ASSIGNMENT:
Find all lines below containing the string "ResponseTemplate" and return them.

MATERIAL SHOWN:
=== Section Start ===
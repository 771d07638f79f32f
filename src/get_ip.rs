use std::net::IpAddr;
use std::time::Duration;

use crate::err::*;

use async_trait::async_trait;
use tracing::debug;

pub const CHECK_IP_URL: &str = "https://checkip.amazonaws.com";

/// Reports the public address this host is seen from.
#[async_trait]
pub trait IpOracle: Send + Sync {
    async fn fetch_public_ip(&self) -> Result<IpAddr>;
}

/// Asks a "what is my IP" endpoint that answers with a bare address.
pub struct HttpOracle {
    client: reqwest::Client,
    url: String,
}

impl HttpOracle {
    pub fn new(url: impl Into<String>) -> Result<Self> {
        let client = reqwest::Client::builder()
            .timeout(Duration::from_secs(10))
            .build()?;

        Ok(Self {
            client,
            url: url.into(),
        })
    }
}

#[async_trait]
impl IpOracle for HttpOracle {
    async fn fetch_public_ip(&self) -> Result<IpAddr> {
        let resp = self.client.get(&self.url).send().await?;

        let status = resp.status();
        let body = resp.text().await?;

        if !status.is_success() {
            return Err(AppErr::Transport(format!(
                "Request ip address failed ({}): {}",
                status,
                body.trim()
            )));
        }

        let ip = body.trim();
        debug!("{} answered {:?}", self.url, ip);

        ip.parse::<IpAddr>()
            .map_err(|_| AppErr::InvalidIp(ip.to_owned()))
    }
}

#[cfg(test)]
mod tests {
    use super::*;

    use wiremock::matchers::{method, path};
    use wiremock::{Mock, MockServer, ResponseTemplate};

    async fn oracle_answering(template: ResponseTemplate) -> (MockServer, HttpOracle) {
        let server = MockServer::start().await;
        Mock::given(method("GET"))
            .and(path("/"))
            .respond_with(template)
            .mount(&server)
            .await;

        let oracle = HttpOracle::new(server.uri()).unwrap();
        (server, oracle)
    }

    #[tokio::test]
    async fn trims_body() {
        let (_server, oracle) =
            oracle_answering(ResponseTemplate::new(200).set_body_string("5.6.7.8\n")).await;

        let ip = oracle.fetch_public_ip().await.unwrap();
        assert_eq!(ip, "5.6.7.8".parse::<IpAddr>().unwrap());
    }

    #[tokio::test]
    async fn accepts_ipv6() {
        let (_server, oracle) =
            oracle_answering(ResponseTemplate::new(200).set_body_string("2001:db8::1\n")).await;

        assert!(oracle.fetch_public_ip().await.unwrap().is_ipv6());
    }

    #[tokio::test]
    async fn non_2xx_is_transport_error() {
        let (_server, oracle) =
            oracle_answering(ResponseTemplate::new(503).set_body_string("busy")).await;

        let err = oracle.fetch_public_ip().await.unwrap_err();
        assert!(matches!(err, AppErr::Transport(_)), "{:?}", err);
    }

    #[tokio::test]
    async fn garbage_body_is_rejected() {
        let (_server, oracle) =
            oracle_answering(ResponseTemplate::new(200).set_body_string("<html>")).await;

        let err = oracle.fetch_public_ip().await.unwrap_err();
        assert!(matches!(err, AppErr::InvalidIp(_)), "{:?}", err);
    }
}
=== Section End ===
ANSWER SECTION:
    use wiremock::{Mock, MockServer, ResponseTemplate};
    async fn oracle_answering(template: ResponseTemplate) -> (MockServer, HttpOracle) {
            oracle_answering(ResponseTemplate::new(200).set_body_string("5.6.7.8\n")).await;
            oracle_answering(ResponseTemplate::new(200).set_body_string("2001:db8::1\n")).await;
            oracle_answering(ResponseTemplate::new(503).set_body_string("busy")).await;
            oracle_answering(ResponseTemplate::new(200).set_body_string("<html>")).await;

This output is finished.